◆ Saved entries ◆
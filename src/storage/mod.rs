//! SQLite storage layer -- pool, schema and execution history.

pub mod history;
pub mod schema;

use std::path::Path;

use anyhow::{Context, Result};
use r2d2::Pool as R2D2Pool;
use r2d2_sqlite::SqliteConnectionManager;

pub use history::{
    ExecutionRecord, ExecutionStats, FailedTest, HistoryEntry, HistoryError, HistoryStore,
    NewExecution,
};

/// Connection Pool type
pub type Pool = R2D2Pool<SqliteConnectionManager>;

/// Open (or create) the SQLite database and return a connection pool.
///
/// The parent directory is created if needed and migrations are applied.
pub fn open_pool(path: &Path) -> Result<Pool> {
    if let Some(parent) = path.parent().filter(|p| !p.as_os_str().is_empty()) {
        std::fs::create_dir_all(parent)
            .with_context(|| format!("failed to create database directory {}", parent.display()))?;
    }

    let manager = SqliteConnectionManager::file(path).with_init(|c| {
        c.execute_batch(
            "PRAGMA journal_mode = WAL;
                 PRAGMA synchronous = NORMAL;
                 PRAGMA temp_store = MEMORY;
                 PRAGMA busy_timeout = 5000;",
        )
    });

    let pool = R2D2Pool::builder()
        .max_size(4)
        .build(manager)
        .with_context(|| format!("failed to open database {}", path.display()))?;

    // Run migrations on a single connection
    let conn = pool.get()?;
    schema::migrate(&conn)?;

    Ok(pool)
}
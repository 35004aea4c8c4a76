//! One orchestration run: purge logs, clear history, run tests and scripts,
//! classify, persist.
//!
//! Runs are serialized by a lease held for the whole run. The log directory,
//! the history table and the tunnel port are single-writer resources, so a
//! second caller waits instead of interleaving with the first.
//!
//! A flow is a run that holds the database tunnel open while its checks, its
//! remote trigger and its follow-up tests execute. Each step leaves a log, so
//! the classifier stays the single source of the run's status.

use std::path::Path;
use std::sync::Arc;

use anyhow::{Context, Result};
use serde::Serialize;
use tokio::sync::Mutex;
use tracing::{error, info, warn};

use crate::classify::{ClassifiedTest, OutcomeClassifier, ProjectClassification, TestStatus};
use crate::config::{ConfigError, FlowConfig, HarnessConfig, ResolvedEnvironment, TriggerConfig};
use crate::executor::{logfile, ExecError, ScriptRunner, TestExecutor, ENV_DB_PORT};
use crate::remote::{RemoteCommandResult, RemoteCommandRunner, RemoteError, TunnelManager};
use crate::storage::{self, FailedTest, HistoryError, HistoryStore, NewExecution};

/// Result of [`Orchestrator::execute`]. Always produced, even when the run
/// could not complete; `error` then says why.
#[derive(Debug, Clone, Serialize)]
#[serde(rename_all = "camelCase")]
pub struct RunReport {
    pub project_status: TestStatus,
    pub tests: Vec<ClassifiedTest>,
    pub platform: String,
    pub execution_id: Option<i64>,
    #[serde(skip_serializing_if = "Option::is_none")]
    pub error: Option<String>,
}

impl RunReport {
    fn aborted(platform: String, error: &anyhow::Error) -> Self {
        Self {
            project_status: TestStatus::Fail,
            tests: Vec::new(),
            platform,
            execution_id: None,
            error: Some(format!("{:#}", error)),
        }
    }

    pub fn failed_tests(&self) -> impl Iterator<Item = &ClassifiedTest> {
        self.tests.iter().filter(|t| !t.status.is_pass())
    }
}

◆ HOW TO COMPLETE THIS TASK ◆
Checking the data above line by line, please work out how many lines include "impl", and reply with the number only.

◆ YOUR RESPONSE ◆
2